The alteration of membrane proteins in human erythrocyte membranes induced by quinolinic acid,an endogenous neurotoxin Correlation of effect with structure

Quinolinic acid (2,3-pyridinedicarboxylic acid), an endogenous metabolite of l-tryptophan, reportedly via the kynurenine pathway, has been previously shown to possess neurotoxic properties when injected into rat striatum (Schwarcz R., Whetsell, W.O., Jr. and Mangano R.M. (1983) Science 219, 316–318) and to alter the physical state of human erythrocyte membrane proteins, as judged by ESR spectroscopy (Farmer, B.T., II and Butterfield, D.A. (1984) Life Sci. 35, 501–509). Both the morphologic and ESR studies employed nicotinic acid as one comparative control and found that the effect of quinolinic acid is significantly different from that of nicotinic acid.
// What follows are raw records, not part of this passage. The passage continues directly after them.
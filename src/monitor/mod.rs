//! # Status monitor
//!
//! [`StatusMonitor`] is the single owner of the mutable radio state. Poll responses are
//! handed to it one at a time through `&mut self`, so handler invocations never overlap
//! and no lock is needed around the current status or the previous snapshot.
//!
//! Each query updates one field and stamps `updated_at`. Only the PTT
//! ([`Query::TransmitState`]) handler consults the publish gate; frequency and mode
//! changes ride along with the next PTT poll.

pub mod poller;

use log::{debug, error, info, warn};
use serde_json::{json, Map};

use crate::errors::{HandlerError, StoreError};
use crate::gate::{should_publish, Decision};
use crate::logutil::describe_response;
use crate::publisher::{PublishResult, Publisher};
use crate::rigctl::{Query, Response};
use crate::status::Status;
use crate::store::{get_as, Store};

/// What happened to one poll response.
#[derive(Debug, Clone, PartialEq, Eq)]
pub enum HandleOutcome {
    /// Not applied; status untouched.
    Rejected(HandlerError),
    /// Frequency or mode applied locally.
    Updated,
    /// PTT applied and the gate consulted. `publish` is set when the gate approved.
    Evaluated {
        decision: Decision,
        publish: Option<PublishResult>,
    },
}

#[derive(Debug, Clone, Copy, Default, PartialEq, Eq)]
pub struct MonitorStats {
    pub responses: u64,
    pub rejected: u64,
    pub published: u64,
    pub skipped: u64,
    pub failed_writes: u64,
}

pub struct StatusMonitor<S> {
    current: Status,
    previous: Option<Status>,
    publisher: Publisher<S>,
    stats: MonitorStats,
}

impl<S: Store> StatusMonitor<S> {
    pub fn new(publisher: Publisher<S>) -> Self {
        Self {
            current: Status::default(),
            previous: None,
            publisher,
            stats: MonitorStats::default(),
        }
    }

    /// Install `status` as both the current state and the last published snapshot.
    pub fn seed(&mut self, status: Status) {
        self.previous = Some(status.clone());
        self.current = status;
    }

    /// Seed from the status already stored remotely so a restart remembers the last
    /// publish. On failure a zeroed status is seeded and the error returned.
    pub async fn restore(&mut self) -> Result<(), StoreError> {
        let path = self.publisher.status_path().to_string();
        match get_as::<_, Status>(self.publisher.store(), &path).await {
            Ok(found) => {
                let status = found.unwrap_or_default();
                debug!("initial status from {}: {:?}", path, status);
                self.seed(status);
                Ok(())
            }
            Err(e) => {
                self.seed(Status::default());
                Err(e)
            }
        }
    }

    pub fn current(&self) -> &Status {
        &self.current
    }

    pub fn previous(&self) -> Option<&Status> {
        self.previous.as_ref()
    }

    pub fn stats(&self) -> MonitorStats {
        self.stats
    }

    pub fn publisher(&self) -> &Publisher<S> {
        &self.publisher
    }

    /// Apply one response to the current status at time `now_ms`, without publishing.
    pub fn apply_at(
        &mut self,
        query: Query,
        response: &Response,
        now_ms: i64,
    ) -> Result<(), HandlerError> {
        if !response.is_ok() {
            return Err(HandlerError::Failed(response.result.clone()));
        }
        let datum = response.first().ok_or(HandlerError::MissingData)?;
        match query {
            Query::Frequency => {
                let freq = datum
                    .trim()
                    .parse::<i64>()
                    .map_err(|_| HandlerError::InvalidFrequency(datum.to_string()))?;
                self.current.frequency = freq;
                self.current.stamp(now_ms);
            }
            Query::Mode => {
                self.current.mode = datum.to_string();
                self.current.stamp(now_ms);
            }
            Query::TransmitState => {
                self.current.transmitting = datum != "0";
                let stamped = self.current.stamp(now_ms);
                if self.current.transmitting {
                    self.current.last_transmit_at = stamped;
                }
            }
        }
        Ok(())
    }

    /// Handle a response stamped with the wall clock.
    pub async fn handle(&mut self, query: Query, response: &Response) -> HandleOutcome {
        let now_ms = chrono::Utc::now().timestamp_millis();
        self.handle_at(query, response, now_ms).await
    }

    pub async fn handle_at(
        &mut self,
        query: Query,
        response: &Response,
        now_ms: i64,
    ) -> HandleOutcome {
        self.stats.responses += 1;
        if let Err(e) = self.apply_at(query, response, now_ms) {
            self.stats.rejected += 1;
            error!("{}: {} ({})", query.name(), e, describe_response(response));
            return HandleOutcome::Rejected(e);
        }
        debug!("{}: {}", query.name(), describe_response(response));
        if query != Query::TransmitState {
            return HandleOutcome::Updated;
        }
        self.evaluate().await
    }

    async fn evaluate(&mut self) -> HandleOutcome {
        debug!("new status {:?}", self.current);
        let decision = should_publish(self.previous.as_ref(), &self.current);
        if let Decision::Skip(reason) = decision {
            self.stats.skipped += 1;
            debug!("skipping status update: {:?}", reason);
            return HandleOutcome::Evaluated {
                decision,
                publish: None,
            };
        }
        debug!("publishing status: {:?}", decision);
        // The snapshot is taken before the write and kept even if the write fails.
        self.previous = Some(self.current.clone());
        let result = self.publisher.publish(&self.current).await;
        if result.is_published() {
            self.stats.published += 1;
        } else {
            self.stats.failed_writes += 1;
        }
        HandleOutcome::Evaluated {
            decision,
            publish: Some(result),
        }
    }

    pub fn log_summary(&self) {
        let s = self.stats;
        info!(
            "monitor summary: responses={} rejected={} published={} skipped={} failed_writes={}",
            s.responses, s.rejected, s.published, s.skipped, s.failed_writes
        );
    }
}

/// Merge the radio model and the `automatic` source marker into the operator profile.
pub async fn register_profile<S: Store>(
    store: &S,
    profile_path: &str,
    radio: &str,
) -> Result<(), StoreError> {
    let mut fields = Map::new();
    fields.insert("radio".to_string(), json!(radio));
    fields.insert("source".to_string(), json!("automatic"));
    store.update(profile_path, fields).await
}

/// Run profile registration and status restore, logging failures as warnings.
pub async fn prepare<S: Store>(monitor: &mut StatusMonitor<S>, profile_path: &str, radio: &str) {
    if let Err(e) = register_profile(monitor.publisher().store(), profile_path, radio).await {
        warn!("error initializing ham profile at {}: {}", profile_path, e);
    }
    if let Err(e) = monitor.restore().await {
        warn!("error getting initial status: {}", e);
    }
}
In the present study, we report that the effects of several structural analogues and positional isomers of quinolinic acid on the ESR parameter associated with the physical state of membrane proteins in human erythrocyte membranes suggest the following conclusions concerning the structure-effect relationship of quinolinic acid: The alteration in the conformation of membrane proteins: (1) requires the presence of two carboxylic acid groups; (2) is independent of their relationship to one another on the pyridine ring; (3) is slightly dependent on the presence of the pyridine nitrogen atom but is independent of the positional relationship of the two carboxylic acid moieties to the heteroatom; and (4) seems to depend upon the presence of restricted internal motion derived from the aromaticity in these compounds.